After emerging from the buttock, the sciatic nerve descends vertically deep to the gluteus maximus muscle, posterior to the hip joint. It passes through the midpoint between the ischial tuberosity and the greater trochanter, which is an important surface anatomical landmark. It then enters the posterior compartment of the thigh, running down the midline deep to the hamstring muscles (semitendinosus, semimembranosus, and the long head of biceps femoris). Throughout its course, it remains within the posterior fascial compartment of the thigh.
Along this path, the sciatic nerve gives off important "Branches and Innervation". This is the core of its function.
Early in its course (in the buttock or proximal thigh), the sciatic nerve gives off muscular branches to innervate all the posterior thigh muscles (the hamstrings): including the semitendinosus, semimembranosus, and biceps femoris (both long and short heads). The main functions of these muscles are knee flexion and hip extension, so sciatic nerve injury can affect actions like squatting and climbing stairs.

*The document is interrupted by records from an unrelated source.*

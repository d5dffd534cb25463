//! Shared foundations for the Ember renderer crates.
//!
//! - Error types and result aliases
//! - Logging initialization
//! - Frame timing
//! - Configuration loading

pub mod config;
mod error;
mod logging;
mod timer;

pub use config::{
    ConfigSource, EngineConfig, LoadedConfig, LoggingConfig, RendererConfig, WindowConfig,
};
pub use error::{Error, Result};
pub use logging::init_logging;
pub use timer::FrameTimer;
impl SwapchainSupportDetails {
    /// Queries capabilities, formats and present modes of `surface`.
    ///
    /// # Arguments
    ///
    /// * `physical_device` - The device the swapchain will live on
    /// * `surface` - The window surface
    /// * `surface_loader` - `VK_KHR_surface` function table
    ///
    /// # Errors
    ///
    /// Returns an error if any of the three surface queries fails.
    pub fn query(
        physical_device: vk::PhysicalDevice,
        surface: vk::SurfaceKHR,
        surface_loader: &ash::khr::surface::Instance,
    ) -> RhiResult<Self> {
        let capabilities = unsafe {
            surface_loader.get_physical_device_surface_capabilities(physical_device, surface)?
        };

        let formats = unsafe {
            surface_loader.get_physical_device_surface_formats(physical_device, surface)?
        };

        let present_modes = unsafe {
            surface_loader.get_physical_device_surface_present_modes(physical_device, surface)?
        };

        debug!(
            "Swapchain support: {} formats, {} present modes, image count: {}-{}",
            formats.len(),
            present_modes.len(),
            capabilities.min_image_count,
            if capabilities.max_image_count == 0 {
                "unbounded".to_string()
            } else {
                capabilities.max_image_count.to_string()
            }
        );

        Ok(Self {
            capabilities,
            formats,
            present_modes,
        })
    }

    /// Returns `true` if at least one format and one present mode exist.
    #[inline]
    pub fn is_adequate(&self) -> bool {
        !self.formats.is_empty() && !self.present_modes.is_empty()
    }
}

/// Everything decided about a swapchain before it is created.
#[derive(Debug, Clone, Copy, PartialEq, Eq)]
pub struct SwapchainSettings {
    /// Chosen image format and color space.
    pub surface_format: vk::SurfaceFormatKHR,
    /// Chosen presentation mode.
    pub present_mode: vk::PresentModeKHR,
    /// Image extent after clamping to the surface limits.
    pub extent: vk::Extent2D,
    /// Minimum image count requested from the driver.
    pub image_count: u32,
}

impl SwapchainSettings {
    /// Chooses format, present mode, extent and image count for a
    /// `width` x `height` request. Deterministic for identical input.
    ///
    /// # Errors
    ///
    /// Returns [`RhiError::SwapchainError`] if the surface reports no
    /// formats or no present modes.
    pub fn choose(support: &SwapchainSupportDetails, width: u32, height: u32) -> RhiResult<Self> {
        if !support.is_adequate() {
            return Err(RhiError::SwapchainError(
                "Surface reports no formats or present modes".to_string(),
            ));
        }

        Ok(Self {
            surface_format: choose_surface_format(&support.formats),
            present_mode: choose_present_mode(&support.present_modes),
            extent: choose_extent(&support.capabilities, width, height),
            image_count: choose_image_count(&support.capabilities),
        })
    }
}

/// Result of [`Swapchain::acquire_next_image`].
#[derive(Debug, Clone, Copy, PartialEq, Eq)]
pub enum AcquireOutcome {
    /// An image is ready. `suboptimal` images are still rendered to.
    Ready { image_index: u32, suboptimal: bool },
    /// The surface was out of date; the swapchain has been rebuilt and the
    /// frame should be skipped.
    Recreated,
}

/// Result of [`Swapchain::present`].
#[derive(Debug, Clone, Copy, PartialEq, Eq)]
pub enum PresentOutcome {
    Presented,
    /// The surface was out of date or suboptimal; the swapchain has been
    /// rebuilt.
    Recreated,
}

/// What a rebuild triggered from acquire or present needs besides the
/// swapchain itself.
pub struct RebuildTarget<'a> {
    /// Render pass the new framebuffers are created against. Rebuilt in
    /// place if the new swapchain format differs from its color format.
    pub render_pass: &'a mut RenderPass,
    /// Current framebuffer width.
    pub width: u32,
    /// Current framebuffer height.
    pub height: u32,
}

/// Vulkan swapchain with its per-image attachments.
///
/// # Thread Safety
///
/// Acquire, present and rebuild all take `&mut self`. Drive them from the
/// thread that renders.
pub struct Swapchain {
    /// Reference to the logical device.
    device: Arc<Device>,
    /// Surface the swapchain presents to. Owned by the caller.
    surface: vk::SurfaceKHR,
    /// `VK_KHR_surface` function table.
    surface_loader: ash::khr::surface::Instance,
    /// `VK_KHR_swapchain` function table.
    swapchain_loader: ash::khr::swapchain::Device,
    /// Vulkan swapchain handle; null between `destroy` and `build`.
    swapchain: vk::SwapchainKHR,
    /// Images owned by the swapchain.
    images: Vec<vk::Image>,
    /// One color view per image.
    image_views: Vec<vk::ImageView>,
    /// Settings the current generation was built with.
    settings: SwapchainSettings,
    /// Depth image shared by every framebuffer.
    depth_attachment: Option<Image>,
    /// One framebuffer per image, in image order.
    framebuffers: Vec<Framebuffer>,
    /// Number of generations built so far.
    generation: u64,
}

Additionally, it gives off branches to innervate part of the adductor magnus muscle.
Near the lower third of the thigh, the two major components—the tibial nerve and the common fibular nerve—typically separate. In most people (about 85%), they diverge above the popliteal fossa (i.e., in the lower thigh). The tibial nerve continues straight down into the popliteal fossa, innervating the posterior compartment muscles of the leg (such as the gastrocnemius and soleus, responsible for plantar flexion) and the muscles of the sole of the foot, while also providing cutaneous sensation to the posterior leg and sole. The common fibular nerve turns laterally, winds around the head of the fibula, and divides into the superficial and deep fibular nerves. These innervate the anterior and lateral compartment muscles of the leg (responsible for dorsiflexion and eversion of the foot) and provide cutaneous sensation to corresponding areas.
Finally, it is essential to understand its "Clinical Relevance", which is the application that integrates the knowledge above.

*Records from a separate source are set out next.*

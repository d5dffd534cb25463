//! RHI error types.
//!
//! Every variant is fatal for the caller. Recoverable swapchain conditions
//! (out-of-date, suboptimal) are resolved inside the swapchain manager and
//! reported through its outcome enums instead.

use thiserror::Error;

use crate::command::{CommandBufferOp, CommandBufferState};

/// RHI-specific error type.
#[derive(Error, Debug)]
pub enum RhiError {
    /// Vulkan API error
    #[error("Vulkan error: {0}")]
    VulkanError(#[from] ash::vk::Result),

    /// Failed to load Vulkan library
    #[error("Failed to load Vulkan: {0}")]
    LoadingError(#[from] ash::LoadingError),

    /// GPU allocator error
    #[error("Allocator error: {0}")]
    AllocatorError(#[from] gpu_allocator::AllocationError),

    /// No enumerated device satisfied the requirements
    #[error("No suitable device found")]
    NoSuitableDevice,

    /// Validation was requested but the Khronos layer is not installed
    #[error("Validation layer {0} requested but not available")]
    ValidationLayerMissing(String),

    /// Surface creation or query error
    #[error("Surface error: {0}")]
    SurfaceError(String),

    /// Swapchain error
    #[error("Swapchain error: {0}")]
    SwapchainError(String),

    /// None of the candidate depth formats can back a depth attachment
    #[error("No supported depth format found")]
    UnsupportedDepthFormat,

    /// A command buffer call did not match the recording protocol
    #[error("Cannot {operation:?} a command buffer in state {state:?}")]
    InvalidCommandBufferState {
        operation: CommandBufferOp,
        state: CommandBufferState,
    },

    /// A frame fence did not signal within the configured bound
    #[error("Fence wait timed out after {timeout_ns} ns")]
    FenceTimeout { timeout_ns: u64 },

    /// The GPU memory allocator lock was poisoned by a panicking thread
    #[error("GPU allocator lock poisoned")]
    AllocatorPoisoned,

    /// A backend call arrived before `initialize` or after `shutdown`
    #[error("Renderer backend is not initialized")]
    NotInitialized,
}

/// Result type alias for RHI operations.
pub type RhiResult<T> = std::result::Result<T, RhiError>;
//! Framebuffers binding swapchain images to the main render pass.
//!
//! Each framebuffer pairs one swapchain color view with the depth view
//! shared by all of them. Framebuffers are created against a specific
//! render pass handle, so they are rebuilt whenever the render pass or the
//! swapchain is.

use std::sync::Arc;

use ash::vk;

use crate::device::Device;
use crate::error::RhiResult;
use crate::render_pass::RenderPass;

/// Vulkan framebuffer wrapper.
pub struct Framebuffer {
    /// Reference to the logical device.
    device: Arc<Device>,
    /// Vulkan framebuffer handle.
    framebuffer: vk::Framebuffer,
    /// Attachment views in render pass order.
    attachments: Vec<vk::ImageView>,
    /// Framebuffer size in pixels.
    extent: vk::Extent2D,
}

impl Framebuffer {
    /// Creates a single-layer framebuffer.
    ///
    /// # Arguments
    ///
    /// * `device` - The logical device
    /// * `render_pass` - Render pass the framebuffer must be compatible with
    /// * `extent` - Width and height in pixels
    /// * `attachments` - Views in the render pass's attachment order
    ///
    /// # Errors
    ///
    /// Returns an error if framebuffer creation fails.
    pub fn new(
        device: Arc<Device>,
        render_pass: &RenderPass,
        extent: vk::Extent2D,
        attachments: &[vk::ImageView],
    ) -> RhiResult<Self> {
        let create_info = vk::FramebufferCreateInfo::default()
            .render_pass(render_pass.handle())
            .attachments(attachments)
            .width(extent.width)
            .height(extent.height)
            .layers(1);

        let framebuffer = unsafe { device.handle().create_framebuffer(&create_info, None)? };

        Ok(Self {
            device,
            framebuffer,
            attachments: attachments.to_vec(),
            extent,
        })
    }

    /// Returns the Vulkan framebuffer handle.
    #[inline]
    pub fn handle(&self) -> vk::Framebuffer {
        self.framebuffer
    }

    #[inline]
    pub fn attachments(&self) -> &[vk::ImageView] {
        &self.attachments
    }

    #[inline]
    pub fn extent(&self) -> vk::Extent2D {
        self.extent
    }
}

impl Drop for Framebuffer {
    fn drop(&mut self) {
        unsafe {
            self.device
                .handle()
                .destroy_framebuffer(self.framebuffer, None);
        }
    }
}

/// Attachment list for one swapchain image: its color view, then the
/// shared depth view. Order matches the render pass attachments.
pub fn framebuffer_attachments(
    color_view: vk::ImageView,
    depth_view: vk::ImageView,
) -> [vk::ImageView; 2] {
    [color_view, depth_view]
}

/// One framebuffer per color view, all sharing `depth_view`.
///
/// # Errors
///
/// Returns the first framebuffer creation error. Framebuffers already
/// created are destroyed.
pub fn create_framebuffers(
    device: &Arc<Device>,
    render_pass: &RenderPass,
    extent: vk::Extent2D,
    color_views: &[vk::ImageView],
    depth_view: vk::ImageView,
) -> RhiResult<Vec<Framebuffer>> {
    color_views
        .iter()
        .map(|&color_view| {
            Framebuffer::new(
                device.clone(),
                render_pass,
                extent,
                &framebuffer_attachments(color_view, depth_view),
            )
        })
        .collect()
}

Due to its large size and long course, the sciatic nerve is particularly vulnerable to compression or injury at multiple sites. Piriformis syndrome is a common cause, where the nerve is compressed by a tight piriformis muscle in the buttock, causing buttock pain that radiates down the lower limb. Herniated Disc (especially at the L4-L5 and L5-S1 levels) is a more common radicular cause, where the herniated disc directly compresses the nerve roots that form the sciatic nerve. Its symptoms typically manifest as sciatica: pain radiating from the lower back through the buttock, down the posterior thigh to the leg and foot, possibly accompanied by numbness and weakness. The Straight Leg Raise Test in physical examination is an important method used to elicit this radiating pain. Treatment depends on the cause and may include rest, medication, physical therapy, or surgery.